» Requirement
Among the entries below, count the lines containing the string "attempts". Only the count is needed.
══ Source records
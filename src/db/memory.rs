use super::{
    session::{InternalSession, SessionId},
    vote::{InternalVote, NewVote},
    StoreError, VoteStore,
};
use async_trait::async_trait;
use chrono::{Duration, Utc};
use std::collections::{hash_map::Entry, HashMap};
use tokio::sync::Mutex;

type VoterKey = (String, String);

#[derive(Debug, Default)]
struct Ballots {
    // insertion order, so listings come back oldest first
    votes: Vec<InternalVote>,
    by_voter: HashMap<VoterKey, usize>,
}

/// Process-local store. The duplicate check and the insert share one lock.
#[derive(Debug, Default)]
pub struct MemoryStore {
    ballots: Mutex<Ballots>,
    sessions: Mutex<HashMap<SessionId, InternalSession>>,
}

#[async_trait]
impl VoteStore for MemoryStore {
    async fn find_vote(
        &self,
        identity_id: &str,
        card_id: &str,
    ) -> Result<Option<InternalVote>, StoreError> {
        let ballots = self.ballots.lock().await;
        let key = (identity_id.to_owned(), card_id.to_owned());
        Ok(ballots
            .by_voter
            .get(&key)
            .map(|&index| ballots.votes[index].clone()))
    }

    async fn insert_vote(&self, vote: NewVote) -> Result<InternalVote, StoreError> {
        let mut guard = self.ballots.lock().await;
        let ballots = &mut *guard;
        let key = (vote.identity_id.clone(), vote.card_id.clone());
        match ballots.by_voter.entry(key) {
            Entry::Occupied(_) => Err(StoreError::Duplicate),
            Entry::Vacant(slot) => {
                let stored = InternalVote {
                    id: vote.id,
                    identity_id: vote.identity_id,
                    card_id: vote.card_id,
                    party: vote.party,
                    cast_at: Utc::now(),
                };
                slot.insert(ballots.votes.len());
                ballots.votes.push(stored.clone());
                Ok(stored)
            }
        }
    }

    async fn list_votes(&self) -> Result<Vec<InternalVote>, StoreError> {
        Ok(self.ballots.lock().await.votes.clone())
    }

    async fn save_session(
        &self,
        identity_id: &str,
        ttl: Duration,
    ) -> Result<InternalSession, StoreError> {
        let session = InternalSession::new(identity_id, ttl)?;
        let mut sessions = self.sessions.lock().await;
        let now = Utc::now();
        sessions.retain(|_, stored| !stored.is_expired_at(now));
        sessions.insert(session.id, session.clone());
        Ok(session)
    }

    async fn session_by_id(&self, id: &SessionId) -> Result<Option<InternalSession>, StoreError> {
        Ok(self.sessions.lock().await.get(id).cloned())
    }
}

#[cfg(test)]
mod tests {
    use super::*;
    use std::sync::Arc;

    fn new_vote(identity_id: &str, card_id: &str, party: &str) -> NewVote {
        NewVote::new(identity_id.to_owned(), card_id.to_owned(), party.to_owned())
    }

    #[actix_rt::test]
    async fn insert_then_find() {
        let store = MemoryStore::default();
        assert_eq!(store.find_vote("123456789012", "1234567890").await.unwrap(), None);

        let stored = store
            .insert_vote(new_vote("123456789012", "1234567890", "NOTA"))
            .await
            .unwrap();
        let found = store.find_vote("123456789012", "1234567890").await.unwrap();
        assert_eq!(found, Some(stored));
    }

    #[actix_rt::test]
    async fn same_pair_is_rejected_whatever_the_party() {
        let store = MemoryStore::default();
        store
            .insert_vote(new_vote("123456789012", "1234567890", "BJP"))
            .await
            .unwrap();

        let second = store
            .insert_vote(new_vote("123456789012", "1234567890", "Congress"))
            .await;
        assert!(matches!(second, Err(StoreError::Duplicate)));
        assert_eq!(store.list_votes().await.unwrap().len(), 1);
    }

    #[actix_rt::test]
    async fn same_identity_with_another_card_is_a_new_voter() {
        let store = MemoryStore::default();
        store
            .insert_vote(new_vote("123456789012", "1234567890", "BJP"))
            .await
            .unwrap();
        store
            .insert_vote(new_vote("123456789012", "0987654321", "BJP"))
            .await
            .unwrap();
        assert_eq!(store.list_votes().await.unwrap().len(), 2);
    }

    #[actix_rt::test]
    async fn concurrent_inserts_for_one_pair_store_one_vote() {
        let store = Arc::new(MemoryStore::default());
        let attempts = (0..8).map(|i| {
            let store = store.clone();
            async move {
                store
                    .insert_vote(new_vote("123456789012", "1234567890", &format!("party {}", i)))
                    .await
            }
        });
        let results = futures::future::join_all(attempts).await;

        assert_eq!(results.iter().filter(|r| r.is_ok()).count(), 1);
        assert!(results
            .iter()
            .filter_map(|r| r.as_ref().err())
            .all(|err| matches!(err, StoreError::Duplicate)));
        assert_eq!(store.list_votes().await.unwrap().len(), 1);
    }

    #[actix_rt::test]
    async fn list_keeps_insertion_order() {
        let store = MemoryStore::default();
        for card in &["1111111111", "2222222222", "3333333333"] {
            store
                .insert_vote(new_vote("123456789012", card, "AAP"))
                .await
                .unwrap();
        }
        let cards: Vec<String> = store
            .list_votes()
            .await
            .unwrap()
            .into_iter()
            .map(|vote| vote.card_id)
            .collect();
        assert_eq!(cards, vec!["1111111111", "2222222222", "3333333333"]);
    }

    #[actix_rt::test]
    async fn sessions_round_trip_by_id() {
        let store = MemoryStore::default();
        let session = store
            .save_session("999999999999", Duration::minutes(5))
            .await
            .unwrap();
        assert_eq!(store.session_by_id(&session.id).await.unwrap(), Some(session));
        assert_eq!(store.session_by_id(&SessionId::new()).await.unwrap(), None);
    }

    #[actix_rt::test]
    async fn saving_a_session_drops_expired_ones() {
        let store = MemoryStore::default();
        let expired = store
            .save_session("999999999999", Duration::zero())
            .await
            .unwrap();
        let live = store
            .save_session("999999999999", Duration::minutes(5))
            .await
            .unwrap();

        assert_eq!(store.session_by_id(&expired.id).await.unwrap(), None);
        assert_eq!(store.session_by_id(&live.id).await.unwrap(), Some(live));
        assert_eq!(store.sessions.lock().await.len(), 1);
    }

    #[actix_rt::test]
    async fn out_of_range_ttl_is_rejected() {
        let store = MemoryStore::default();
        let result = store
            .save_session("999999999999", Duration::days(365 * 300_000))
            .await;
        assert!(matches!(result, Err(StoreError::SessionTtl(_))));
        assert!(store.sessions.lock().await.is_empty());
    }
}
════
» Written answer
2